Kenapa Angka Kelahiran Korea Selatan Rendah di Law and the City?

Drakor Law and the City (2025) menggambarkan tentang kehidupan pengacara Korea Selatan yang punya segudang pekerjaan. Drakor ini memang berusaha memotret kehidupan pekerja Korea Selatan dengan segudang masalah sosialnya secara realistis. Kondisi ini juga gak lupa untuk memasukkan masalah angka kelahiran yang tergolong rendah di negara tersebut.
Bae Mun Jeong (Ryu Hye Young) merupakan seorang pengacara yang sangat berbakat. Dia bahkan dipercaya mengerjakan 50 kasus hukum. Di tengah kerusuhan pekerjaannya, Mun Jeong diketahui telah hamil muda. Sayangnya, banyak hal yang membuat Mun Jeong cukup terkejut dengan keadaan yang dihadapinya selama periode kehamilan ini.
Gak hanya itu, proses ini juga membuat penonton sadar dan menemukan berbagai alasan mengenai penurunan angka kelahiran di Korea Selatan. Lalu, apa saja alasan yang ditemukan hingga permasalahan angka kelahiran ini muncul di drakor Law and the City?
Peringatan, artikel ini mengandung spoiler.
1. Biaya hidup dan pendidikan yang mahal

Terlepas dari kehamilan Bae Mun Jeong, banyak adegan yang menyoroti mahalnya biaya hidup di Korea Selatan.
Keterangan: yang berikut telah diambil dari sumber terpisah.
//! Dynamic values produced and consumed by wire types.

use crate::Record;
use bytes::Bytes;
use num_bigint::BigUint;
use std::fmt;

/// A value that can be packed by a [crate::Type].
///
/// Each wire type reads and writes a particular kind of value:
///
/// - [Value::Int]: [crate::VarInt] and [crate::Int]
/// - [Value::Bytes]: [crate::FixedStr] and [crate::VarStr]
/// - [Value::Str]: [crate::Ipv6Address] (dotted-quad form)
/// - [Value::List]: [crate::List]
/// - [Value::Record]: [crate::Composed]
/// - [Value::None]: [crate::PossiblyNone] when the reserved value is read
///
/// [crate::Enum] symbols may be any value.
#[derive(Clone, Debug, PartialEq, Eq, PartialOrd, Ord, Hash)]
pub enum Value {
    None,
    Int(BigUint),
    Bytes(Bytes),
    Str(String),
    List(Vec<Value>),
    Record(Record),
}

impl Value {
    /// Returns a short name for the kind of value, used in error messages.
    pub fn kind(&self) -> &'static str {
        match self {
            Self::None => "none",
            Self::Int(_) => "int",
            Self::Bytes(_) => "bytes",
            Self::Str(_) => "str",
            Self::List(_) => "list",
            Self::Record(_) => "record",
        }
    }

    pub fn is_none(&self) -> bool {
        matches!(self, Self::None)
    }

    pub fn as_int(&self) -> Option<&BigUint> {
        match self {
            Self::Int(value) => Some(value),
            _ => None,
        }
    }

    /// Returns the integer if it fits in a `u64`.
    pub fn as_u64(&self) -> Option<u64> {
        self.as_int().and_then(|value| u64::try_from(value).ok())
    }

    pub fn as_bytes(&self) -> Option<&Bytes> {
        match self {
            Self::Bytes(value) => Some(value),
            _ => None,
        }
    }

    pub fn as_str(&self) -> Option<&str> {
        match self {
            Self::Str(value) => Some(value),
            _ => None,
        }
    }

    pub fn as_list(&self) -> Option<&[Value]> {
        match self {
            Self::List(value) => Some(value.as_slice()),
            _ => None,
        }
    }

    pub fn as_record(&self) -> Option<&Record> {
        match self {
            Self::Record(value) => Some(value),
            _ => None,
        }
    }
}

macro_rules! impl_from_uint {
    ($($type:ty),*) => {
        $(
            impl From<$type> for Value {
                fn from(value: $type) -> Self {
                    Self::Int(BigUint::from(value))
                }
            }
        )*
    };
}
impl_from_uint!(u8, u16, u32, u64, u128, usize);

impl From<BigUint> for Value {
    fn from(value: BigUint) -> Self {
        Self::Int(value)
    }
}

impl From<Bytes> for Value {
    fn from(value: Bytes) -> Self {
        Self::Bytes(value)
    }
}

impl From<Vec<u8>> for Value {
    fn from(value: Vec<u8>) -> Self {
        Self::Bytes(Bytes::from(value))
    }
}

impl From<&[u8]> for Value {
    fn from(value: &[u8]) -> Self {
        Self::Bytes(Bytes::copy_from_slice(value))
    }
}

impl From<&str> for Value {
    fn from(value: &str) -> Self {
        Self::Str(value.to_string())
    }
}

impl From<String> for Value {
    fn from(value: String) -> Self {
        Self::Str(value)
    }
}

impl From<Vec<Value>> for Value {
    fn from(value: Vec<Value>) -> Self {
        Self::List(value)
    }
}

impl From<Record> for Value {
    fn from(value: Record) -> Self {
        Self::Record(value)
    }
}

impl<T: Into<Value>> From<Option<T>> for Value {
    fn from(value: Option<T>) -> Self {
        value.map_or(Self::None, Into::into)
    }
}

/// Formats bytes as lowercase hex without a prefix.
pub(crate) struct Hex<'a>(pub(crate) &'a [u8]);

impl fmt::Display for Hex<'_> {
    fn fmt(&self, f: &mut fmt::Formatter<'_>) -> fmt::Result {
        self.0.iter().try_for_each(|byte| write!(f, "{byte:02x}"))
    }
}

impl fmt::Display for Value {
    fn fmt(&self, f: &mut fmt::Formatter<'_>) -> fmt::Result {
        match self {
            Self::None => f.write_str("none"),
            Self::Int(value) => write!(f, "{value}"),
            Self::Bytes(value) => write!(f, "0x{}", Hex(value)),
            Self::Str(value) => write!(f, "{value:?}"),
            Self::List(values) => {
                f.write_str("[")?;
                for (i, value) in values.iter().enumerate() {
                    if i > 0 {
                        f.write_str(", ")?;
                    }
                    write!(f, "{value}")?;
                }
                f.write_str("]")
            }
            Self::Record(record) => write!(f, "{record:?}"),
        }
    }
}
//! Core codec trait

use crate::{Config, Cursor, Error, Value};
use bytes::{BufMut, Bytes, BytesMut};
use tracing::trace;

/// A wire type: a deterministic mapping between [Value]s and bytes.
///
/// Implementors provide [Codec::read], [Codec::write] and [Codec::encode_size]. Callers
/// normally use the provided [Codec::pack] and [Codec::unpack], which operate on complete
/// buffers.
pub trait Codec {
    /// Reads a value starting at `cursor`, returning it with the cursor positioned after it.
    fn read(&self, cursor: Cursor) -> Result<(Value, Cursor), Error>;

    /// Appends the encoding of `value` to `buf`.
    ///
    /// On error, `buf` may contain a partial encoding and should be discarded.
    fn write(&self, buf: &mut impl BufMut, value: &Value) -> Result<(), Error>;

    /// Returns the number of bytes [Codec::write] appends for `value`.
    ///
    /// Returns the same error [Codec::write] would for a value it cannot encode.
    fn encode_size(&self, value: &Value) -> Result<usize, Error>;

    /// Encodes `value` using the default [Config].
    fn pack(&self, value: &Value) -> Result<Bytes, Error> {
        self.pack_cfg(value, &Config::default())
    }

    /// Encodes `value`.
    ///
    /// Panics if [Codec::write] does not write exactly [Codec::encode_size] bytes, or (with
    /// [Config::verify]) if the output does not unpack to `value`.
    fn pack_cfg(&self, value: &Value, cfg: &Config) -> Result<Bytes, Error> {
        let len = self.encode_size(value)?;
        let mut buf = BytesMut::with_capacity(len);
        self.write(&mut buf, value)?;
        assert_eq!(buf.len(), len, "write() did not write expected bytes");
        let data = buf.freeze();

        if cfg.verify {
            trace!(len, "verifying packed value");
            match self.unpack_cfg(data.clone(), &Config::unverified()) {
                Ok(decoded) => assert_eq!(&decoded, value, "packed value did not unpack to itself"),
                Err(err) => panic!("packed value failed to unpack: {err}"),
            }
        }
        Ok(data)
    }

    /// Decodes `data` using the default [Config].
    fn unpack(&self, data: impl Into<Bytes>) -> Result<Value, Error> {
        self.unpack_cfg(data, &Config::default())
    }

    /// Decodes `data`, which must contain exactly one encoded value.
    ///
    /// Returns [Error::ExtraData] if bytes remain after the value. Panics (with
    /// [Config::verify]) if the decoded value does not pack back to `data`.
    fn unpack_cfg(&self, data: impl Into<Bytes>, cfg: &Config) -> Result<Value, Error> {
        let data = data.into();
        let (value, cursor) = self.read(Cursor::new(data.clone()))?;

        // Check that the buffer is fully consumed.
        let remaining = cursor.remaining();
        if remaining > 0 {
            trace!(remaining, "rejecting trailing bytes");
            return Err(Error::ExtraData(remaining));
        }

        if cfg.verify {
            trace!(len = data.len(), "verifying unpacked value");
            match self.pack_cfg(&value, &Config::unverified()) {
                Ok(repacked) => assert_eq!(repacked, data, "unpacked value did not pack to itself"),
                Err(err) => panic!("unpacked value failed to pack: {err}"),
            }
        }
        Ok(value)
    }
}

#[cfg(test)]
mod tests {
    use super::*;
    use crate::{Endianness, Type};
    use bytes::Buf;

    /// Reads one byte, but writes one more than it was given.
    struct Skewed;

    impl Codec for Skewed {
        fn read(&self, cursor: Cursor) -> Result<(Value, Cursor), Error> {
            let (data, cursor) = cursor.read(1)?;
            Ok((Value::from(data[0]), cursor))
        }

        fn write(&self, buf: &mut impl BufMut, value: &Value) -> Result<(), Error> {
            let byte = value.as_u64().unwrap_or_default() as u8;
            buf.put_u8(byte.wrapping_add(1));
            Ok(())
        }

        fn encode_size(&self, _: &Value) -> Result<usize, Error> {
            Ok(1)
        }
    }

    /// Claims a larger size than it writes.
    struct Short;

    impl Codec for Short {
        fn read(&self, cursor: Cursor) -> Result<(Value, Cursor), Error> {
            Ok((Value::None, cursor))
        }

        fn write(&self, _: &mut impl BufMut, _: &Value) -> Result<(), Error> {
            Ok(())
        }

        fn encode_size(&self, _: &Value) -> Result<usize, Error> {
            Ok(1)
        }
    }

    #[test]
    fn test_insufficient_buffer() {
        let int = Type::int(32, Endianness::Little).unwrap();
        assert!(matches!(
            int.unpack(Bytes::from_static(&[0x01, 0x02])),
            Err(Error::EndOfBuffer {
                needed: 4,
                remaining: 2
            })
        ));
    }

    #[test]
    fn test_extra_data() {
        let int = Type::int(8, Endianness::Little).unwrap();
        assert_eq!(
            int.unpack(Bytes::from_static(&[0x01, 0x02])),
            Err(Error::ExtraData(1))
        );
    }

    #[test]
    fn test_pack_unpack() {
        let int = Type::int(16, Endianness::Big).unwrap();
        let value = Value::from(0x0102u16);
        for cfg in [Config::verified(), Config::unverified()] {
            let packed = int.pack_cfg(&value, &cfg).unwrap();
            assert_eq!(packed, Bytes::from_static(&[0x01, 0x02]));
            assert_eq!(int.unpack_cfg(packed, &cfg).unwrap(), value);
        }
    }

    #[test]
    fn test_unpack_accepts_slices() {
        let int = Type::int(8, Endianness::Little).unwrap();
        assert_eq!(int.unpack(vec![7u8]).unwrap(), Value::from(7u8));
        assert_eq!(int.unpack(&b"\x07"[..]).unwrap(), Value::from(7u8));
    }

    #[test]
    fn test_unverified_skips_checks() {
        let packed = Skewed.pack_cfg(&Value::from(1u8), &Config::unverified()).unwrap();
        assert_eq!(packed.chunk(), &[2]);
        assert_eq!(
            Skewed.unpack_cfg(packed, &Config::unverified()).unwrap(),
            Value::from(2u8)
        );
    }

    #[test]
    #[should_panic(expected = "packed value did not unpack to itself")]
    fn test_verify_pack() {
        let _ = Skewed.pack_cfg(&Value::from(1u8), &Config::verified());
    }

    #[test]
    #[should_panic(expected = "unpacked value did not pack to itself")]
    fn test_verify_unpack() {
        let _ = Skewed.unpack_cfg(vec![1u8], &Config::verified());
    }

    #[test]
    #[should_panic(expected = "write() did not write expected bytes")]
    fn test_encode_size_mismatch() {
        let _ = Short.pack_cfg(&Value::None, &Config::unverified());
    }
}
Salah satu gambarannya adalah sosok Ha Sang Gi (Im Sung Jae) yang terus mengumpulkan dana untuk hidup layak. Bagi Ha Sang Gi, dia hidup bekerja keras untuk mengumpulkan uang agar ibunya bisa menikmati jaminan kesehatan dan kehidupan yang baik.
Ha Sang Gi sendiri bukanlah sosok yang hidup di tengah keluarga mampu. Ibunya hanya seorang janda miskin yang harus banting tulang untuk menghidupi anak-anaknya. Ha Sang Gi sendiri berkuliah dengan bekerja paruh waktu untuk membiayai pendidikannya. Kondisi ini membuat Sang Gi harus lulus lebih lama dari temannya yang lain.
Kehidupan Ha Sang Gi ini menunjukkan jika kehidupan di Korea Selatan cukup mahal untuk dijalani. Para orangtua bahkan harus bekerja keras dan mempersiapkan biaya pendidikan serta kehidupan anak jauh-jauh hari.
2. Kurangnya sekuritas karier pada perempuan

Kehidupan di Korea Selatan memang gak mudah untuk dijalani. Mereka harus belajar dengan keras agar bisa masuk perguruan tinggi berkualitas dengan jaminan karier yang mapan. Sayangnya, kondisi ini membuat kompetisi antar masyarakat Korea Selatan sangat tinggi.
Budaya kompetitif ini terus berlanjut hingga mereka membangun karier professional. Meskipun gak berkompetisi dengan rekan kerjanya, tapi para pekerja di Korea Selatan punya budaya kerja yang cukup keras, lho. Mereka rela bekerja seperti robot dan menghabiskan waktunya untuk mengerjakan pekerjaannya. Kondisi ini membuat banyak pekerja perempuan yang memutuskan untuk gak memiliki anak bahkan gak menikah.
Selain itu, di berbagai sektor pekerjaan, banyak hak pekerja perempuan yang gak dipenuhi oleh kantor meskipun tercantum di undang-undang negara. Hal ini membuat para pekerja perempuan harus bisa memilih dan memprioritaskan kehidupan pribadi dan kariernya sedini mungkin.
3. Periode kehamilan yang berat bagi perempuan

Selain faktor eksternal, ada faktor internal yang turut mempengaruhi pertimbangan perempuan bahkan pasangan untuk memiliki anak. Kondisi ini merupakan perubahan biologis yang dialami perempuan selama masa kehamilan. Periode ini membuat perempuan banyak mengalami berbagai rintangan kehidupan yang dialaminya secara pribadi.
Para perempuan harus mengalami perubahan hormonal yang membuat mereka harus beradaptasi lagi dengan tubuh dan mental mereka. Kondisi ini bisa sangat mempengaruhi pola kerja bahkan hubungan dengan pasangan. Sayangnya, banyak juga para suami yang gak mau memahami perubahan ini di hidup perempuan.
Dengan pandangan patriarkis yang kental, gak menutup kemungkinan jika perempuan Korea Selatan sangat menghindari periode kehamilan ini. Akibatnya, angka kelahiran di negara tersebut terus turun drastis karena masalah budaya dan sosial mereka. Menurutmu, apa lagi alasan yang menyebabkan angka kelahiran turun di drakor Law and the City?